Type 2 – Gradual Decay

The more common type of code rot is gradual decay of the code. Like type 1, it happens incrementally, but this code is actively used in the program, so it is up to date with the environment. Instead this code rots by slowly getting worse in small details. Each individual degradation my not be cause for alarm, but taken together they have a significant impact.  This type of code rot is in almost every code base to a varying degree.

A common form this problem takes is when changes are just added on to the existing code, without considering the bigger picture. For example, a conditional statement may have started out as a simple if-then-else case. After it has been extended many times (often by different people) it may end up like this:

if condA and (condB or condC):
    # action1
elif condA and not condC:
    # action2
elif condA or condB:
    # action3
elif condB and not condD:
    # action4
    # action5

This is now almost impossible to understand. Each new change only added one specific case that made sense in isolation, but the cumulative effect is disatrous. It needs to be divided up differently to be easier to understand.

Another very common way code rots by incremental changes is when you get very large method bodies. As more and more logic is added, a method that started out small grows and grows to become up to several pages long. Often it includes if-statements or loops that contain larger and larger chunks of logic as well. If all the necessary logic had been known from the beginning, the code would likely have been split up into several smaller methods. But because it was extended piece by piece, nobody made the effort to split it up.

A third example is misnamed methods (and variables and even files). As changes accumulate in what a method does, the name may no longer fit. So it is quite common with method names that are either plain wrong, or that don’t tell the whole truth about what the method does.

Why Does It Happen?

I don’t think any developer sets out to make the code base worse. Often it just happens as a by-product of adding or changing a feature. Unless you pay attention, it is easy to make the code rot a tiny bit in the process. I can see at least six reasons why this happens (many of them overlapping):

Following the existing pattern. In the example with the if-statement above, it is easy to just add on one more case to get the new desired functionality. It is more work to take a step back and see if the code needs to be restructured to better accommodate the intended change.
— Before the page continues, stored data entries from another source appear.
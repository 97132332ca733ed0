// Piece-square tables from White's point of view, a8 first and h1 last.
// Black reads them mirrored vertically.

use cozy_chess::{Color, Piece, Square};

#[rustfmt::skip]
const PAWN: [i32; 64] = [
      0,   0,   0,   0,   0,   0,   0,   0,
     50,  50,  50,  50,  50,  50,  50,  50,
     10,  10,  20,  30,  30,  20,  10,  10,
      5,   5,  10,  25,  25,  10,   5,   5,
      0,   0,   0,  20,  20,   0,   0,   0,
      5,  -5, -10,   0,   0, -10,  -5,   5,
      5,  10,  10, -20, -20,  10,  10,   5,
      0,   0,   0,   0,   0,   0,   0,   0,
];

#[rustfmt::skip]
const KNIGHT: [i32; 64] = [
    -50, -40, -30, -30, -30, -30, -40, -50,
    -40, -20,   0,   0,   0,   0, -20, -40,
    -30,   0,  10,  15,  15,  10,   0, -30,
    -30,   5,  15,  20,  20,  15,   5, -30,
    -30,   0,  15,  20,  20,  15,   0, -30,
    -30,   5,  10,  15,  15,  10,   5, -30,
    -40, -20,   0,   5,   5,   0, -20, -40,
    -50, -40, -30, -30, -30, -30, -40, -50,
];

#[rustfmt::skip]
const BISHOP: [i32; 64] = [
    -20, -10, -10, -10, -10, -10, -10, -20,
    -10,   0,   0,   0,   0,   0,   0, -10,
    -10,   0,   5,  10,  10,   5,   0, -10,
    -10,   5,   5,  10,  10,   5,   5, -10,
    -10,   0,  10,  10,  10,  10,   0, -10,
    -10,  10,  10,  10,  10,  10,  10, -10,
    -10,   5,   0,   0,   0,   0,   5, -10,
    -20, -10, -10, -10, -10, -10, -10, -20,
];

#[rustfmt::skip]
const ROOK: [i32; 64] = [
      0,   0,   0,   0,   0,   0,   0,   0,
      5,  10,  10,  10,  10,  10,  10,   5,
     -5,   0,   0,   0,   0,   0,   0,  -5,
     -5,   0,   0,   0,   0,   0,   0,  -5,
     -5,   0,   0,   0,   0,   0,   0,  -5,
     -5,   0,   0,   0,   0,   0,   0,  -5,
     -5,   0,   0,   0,   0,   0,   0,  -5,
      0,   0,   0,   5,   5,   0,   0,   0,
];

#[rustfmt::skip]
const QUEEN: [i32; 64] = [
    -20, -10, -10,  -5,  -5, -10, -10, -20,
    -10,   0,   0,   0,   0,   0,   0, -10,
    -10,   0,   5,   5,   5,   5,   0, -10,
     -5,   0,   5,   5,   5,   5,   0,  -5,
      0,   0,   5,   5,   5,   5,   0,  -5,
    -10,   5,   5,   5,   5,   5,   0, -10,
    -10,   0,   5,   0,   0,   0,   0, -10,
    -20, -10, -10,  -5,  -5, -10, -10, -20,
];

#[rustfmt::skip]
const KING_MIDDLEGAME: [i32; 64] = [
    -30, -40, -40, -50, -50, -40, -40, -30,
    -30, -40, -40, -50, -50, -40, -40, -30,
    -30, -40, -40, -50, -50, -40, -40, -30,
    -30, -40, -40, -50, -50, -40, -40, -30,
    -20, -30, -30, -40, -40, -30, -30, -20,
    -10, -20, -20, -20, -20, -20, -20, -10,
     20,  20,   0,   0,   0,   0,  20,  20,
     20,  30,  10,   0,   0,  10,  30,  20,
];

#[rustfmt::skip]
const KING_ENDGAME: [i32; 64] = [
    -50, -40, -30, -20, -20, -30, -40, -50,
    -30, -20, -10,   0,   0, -10, -20, -30,
    -30, -10,  20,  30,  30,  20, -10, -30,
    -30, -10,  30,  40,  40,  30, -10, -30,
    -30, -10,  30,  40,  40,  30, -10, -30,
    -30, -10,  20,  30,  30,  20, -10, -30,
    -30, -30,   0,   0,   0,   0, -30, -30,
    -50, -30, -30, -30, -30, -30, -30, -50,
];

fn table_index(sq: Square, color: Color) -> usize {
    let file = sq.file() as usize;
    let rank = sq.rank() as usize;
    match color {
        Color::White => (7 - rank) * 8 + file,
        Color::Black => rank * 8 + file,
    }
}

/// Positional bonus for `piece` of `color` standing on `sq`.
pub fn bonus(piece: Piece, color: Color, sq: Square, endgame: bool) -> i32 {
    let table = match piece {
        Piece::Pawn => &PAWN,
        Piece::Knight => &KNIGHT,
        Piece::Bishop => &BISHOP,
        Piece::Rook => &ROOK,
        Piece::Queen => &QUEEN,
        Piece::King if endgame => &KING_ENDGAME,
        Piece::King => &KING_MIDDLEGAME,
    };
    table[table_index(sq, color)]
}
use std::rc::Rc;

use eframe::egui;
use egui::{Color32, RichText, Style};
use log::debug;
use serde::{Deserialize, Serialize};
use tokio::sync::mpsc;

use saferoute::map::{Coordinate, MapWidget};
use saferoute::route::{DrawOutcome, RouteBackend, RouteResult, RouteTicket};
use saferoute::{RouteClient, RouteService, RouteType};

use super::map_canvas::MapCanvas;

const INITIAL_CENTER: Coordinate = Coordinate {
    latitude: 37.5665,
    longitude: 126.9780,
};
const INITIAL_ZOOM: f64 = 12.0;

/// The part of the window that survives a restart.
#[derive(Deserialize, Serialize)]
#[serde(default)]
struct RouteForm {
    start: String,
    goal: String,
    route_type: RouteType,
}

impl Default for RouteForm {
    fn default() -> Self {
        Self {
            start: "37.4979,127.0276".to_string(),
            goal: "37.5045,127.0490".to_string(),
            route_type: RouteType::Normal,
        }
    }
}

pub struct MyApp {
    form: RouteForm,
    canvas: Rc<MapCanvas>,
    service: RouteService<RouteClient>,
    in_flight: Option<RouteTicket>,
    outcome: Option<RouteResult>,
    receiver: mpsc::UnboundedReceiver<(RouteTicket, RouteResult)>,
    sender: mpsc::UnboundedSender<(RouteTicket, RouteResult)>,
    runtime: tokio::runtime::Runtime,
}

impl eframe::App for MyApp {
    fn save(&mut self, storage: &mut dyn eframe::Storage) {
        eframe::set_value(storage, eframe::APP_KEY, &self.form);
    }

    fn update(&mut self, ctx: &egui::Context, _frame: &mut eframe::Frame) {
        // Process completed requests
        while let Ok((ticket, result)) = self.receiver.try_recv() {
            match self.service.complete(ticket, result) {
                DrawOutcome::Completed(result) => {
                    self.in_flight = None;
                    self.outcome = Some(result);
                }
                DrawOutcome::Superseded => {}
            }
        }

        egui::SidePanel::left("route_panel")
            .resizable(false)
            .exact_width(320.0)
            .show(ctx, |ui| self.side_panel(ui, ctx));

        egui::CentralPanel::default().show(ctx, |ui| {
            let size = ui.available_size();
            self.canvas.show(ui, size);
        });
    }
}

impl MyApp {
    pub fn new(cc: &eframe::CreationContext<'_>, client: RouteClient) -> std::io::Result<Self> {
        cc.egui_ctx.set_style(Self::get_dark_theme_style(&cc.egui_ctx));
        let form = cc
            .storage
            .and_then(|storage| eframe::get_value(storage, eframe::APP_KEY))
            .unwrap_or_default();

        let runtime = tokio::runtime::Builder::new_multi_thread()
            .worker_threads(2)
            .thread_name("route-fetcher")
            .enable_all()
            .build()?;
        let (sender, receiver) = mpsc::unbounded_channel();

        let canvas = Rc::new(MapCanvas::new(INITIAL_CENTER, INITIAL_ZOOM));
        let widget: Rc<dyn MapWidget> = canvas.clone();

        Ok(Self {
            form,
            canvas,
            service: RouteService::new(widget, client),
            in_flight: None,
            outcome: None,
            receiver,
            sender,
            runtime,
        })
    }

    fn side_panel(&mut self, ui: &mut egui::Ui, ctx: &egui::Context) {
        ui.heading("SafeRoute");
        ui.add_space(8.0);

        coordinate_field(ui, "출발지", &mut self.form.start);
        coordinate_field(ui, "도착지", &mut self.form.goal);

        ui.add_space(4.0);
        let mut route_type = self.form.route_type;
        ui.horizontal(|ui| {
            for candidate in [RouteType::Normal, RouteType::Safe] {
                ui.selectable_value(&mut route_type, candidate, candidate.label());
            }
        });
        let toggled = route_type != self.form.route_type;
        self.form.route_type = route_type;

        ui.add_space(4.0);
        let mut search = toggled && redraws_on_toggle(self.outcome.is_some(), self.in_flight.is_some());
        ui.horizontal(|ui| {
            search |= ui.button("경로 검색").clicked();
            if ui.button("지우기").clicked() {
                self.service.clear_map();
                self.in_flight = None;
                self.outcome = None;
            }
        });
        if search {
            self.request_route(ctx);
        }

        ui.separator();
        if self.in_flight.is_some_and(|ticket| self.service.is_current(&ticket)) {
            ui.horizontal(|ui| {
                ui.spinner();
                ui.label("경로를 검색하는 중...");
            });
        }

        match &self.outcome {
            Some(Ok(summary)) => {
                let display = summary.display();
                ui.label(RichText::new(display.title).strong());
                egui::Grid::new("route_summary").num_columns(2).striped(true).show(ui, |ui| {
                    for (label, value) in &display.rows {
                        ui.label(*label);
                        ui.label(value);
                        ui.end_row();
                    }
                });
            }
            Some(Err(err)) => {
                ui.colored_label(Color32::from_rgb(230, 90, 90), err.to_string());
            }
            None => {}
        }
    }

    fn request_route(&mut self, ctx: &egui::Context) {
        let start = self.form.start.parse::<Coordinate>().ok();
        let goal = self.form.goal.parse::<Coordinate>().ok();

        let ticket = match self.service.begin(start, goal, self.form.route_type) {
            Ok(ticket) => ticket,
            Err(err) => {
                self.in_flight = None;
                self.outcome = Some(Err(err));
                return;
            }
        };

        let fetch = self.service.backend().fetch_route(ticket.request());
        let sender = self.sender.clone();
        let requester = ctx.clone();
        self.runtime.spawn(async move {
            let result = fetch.await;
            if sender.send((ticket, result)).is_err() {
                debug!("Window closed before route #{} arrived", ticket.sequence());
            }
            requester.request_repaint();
        });

        self.in_flight = Some(ticket);
        self.outcome = None;
    }

    pub fn get_dark_theme_style(ctx: &egui::Context) -> Style {
        use egui::{
            style::{Selection, Visuals},
            FontFamily, FontId, Rounding, Stroke, TextStyle,
        };

        let mut style = (*ctx.style()).clone();

        style.text_styles = [
            (TextStyle::Heading, FontId::new(22.0, FontFamily::Proportional)),
            (TextStyle::Body, FontId::new(16.0, FontFamily::Proportional)),
            (TextStyle::Monospace, FontId::new(14.0, FontFamily::Monospace)),
            (TextStyle::Button, FontId::new(16.0, FontFamily::Proportional)),
            (TextStyle::Small, FontId::new(12.0, FontFamily::Proportional)),
        ]
        .into();

        let primary_bg_color = Color32::from_rgb(32, 33, 36);

        style.visuals = Visuals::dark();
        style.visuals.override_text_color = Some(Color32::LIGHT_GRAY);
        for widget in [
            &mut style.visuals.widgets.noninteractive,
            &mut style.visuals.widgets.inactive,
        ] {
            widget.bg_fill = primary_bg_color;
            widget.rounding = Rounding::same(4.0);
        }
        style.visuals.widgets.hovered.bg_stroke = Stroke::new(1.0, Color32::WHITE);

        // Route polyline purple doubles as the accent colour
        style.visuals.selection = Selection {
            bg_fill: Color32::from_rgb(0x53, 0x47, 0xAA),
            stroke: Stroke::new(1.0, Color32::WHITE),
        };

        style.visuals.window_fill = primary_bg_color;
        style.visuals.panel_fill = primary_bg_color;
        style.spacing.item_spacing = egui::vec2(8.0, 6.0);

        style
    }
}

/// A route type switch re-requests whenever a route is shown or still
/// loading; the sequencer drops whichever response is older.
fn redraws_on_toggle(shown: bool, loading: bool) -> bool {
    shown || loading
}

fn coordinate_field(ui: &mut egui::Ui, label: &str, text: &mut String) {
    ui.label(label);
    ui.add(egui::TextEdit::singleline(text).hint_text("위도,경도"));
    if text.trim().is_empty() {
        return;
    }
    if let Err(err) = text.parse::<Coordinate>() {
        ui.colored_label(Color32::from_rgb(230, 160, 60), err.to_string());
    }
}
Unfamiliar code. When you don’t know the code you are changing very well, you are more inclined to change as little as possible of it.

Making the smallest possible change. The more you change the existing working code, the greater the risk of introducing bugs (even when you know the code well). To minimize that risk, you tend to make the minimal change, which often contributes to the overall code rot.

Time pressure. When you feel that you have to finish a feature soon, you may opt to make the smaller and faster modification, rather than the bigger change that would also improve the overall structure of the code.

No clear point at which it happens. Since the code gets worse in small incremental steps, there is no clear point at which the problem must be dealt with. One more change surely will not make the code bad, will it?

Inexperienced or indifferent developers. Sometimes the developer making the change doesn’t know better, or doesn’t care enough about the long term code quality.

What Should Be Done?

Code rot is like weeds in the garden – the earlier the problem is dealt with, the easier it is to overcome. The longer you leave it, the harder it is to fix. This is especially true for parts of the code that should really be separated, but which have been mixed together in one method or one file. It is quite easy to combine things together, but it can be incredibly hard to break the separate pieces apart.

The only solution I see to the problem of code rot it to be aware of the problem, and to make regular small fixes to avoid it getting out of hand. However, code rot has a tendency to sneak up on you, so that is easier said than done. I am as guilty of contributing to code rot as the next developer. Part of the reason for writing this blog post is simply to become more aware of the problem myself.


Code rot is the degradation of the code base over time. The gradual decay (type 2) is the more difficult case. It is both hard to spot and hard to combat, since it happens bit by bit. However, if not dealt with in time, it is quite hard to fix. In my opinion, code rot is the most common problem with most code bases. The only solution I know of is awareness and regular small fixes. What is your experience with code rot? Do you agree it is a common problem? Have do we fix it? Please let me know in the comments.

5 responses to “Code Rot

  1. Interesting article! You could also think of “code rot” as small maintenance. You can’t learn an entire software system just to do small maintenance, so small maintenance ends up lowering integrity. When the problems grow large, it’s time for major maintenance, which gives you time to restructure.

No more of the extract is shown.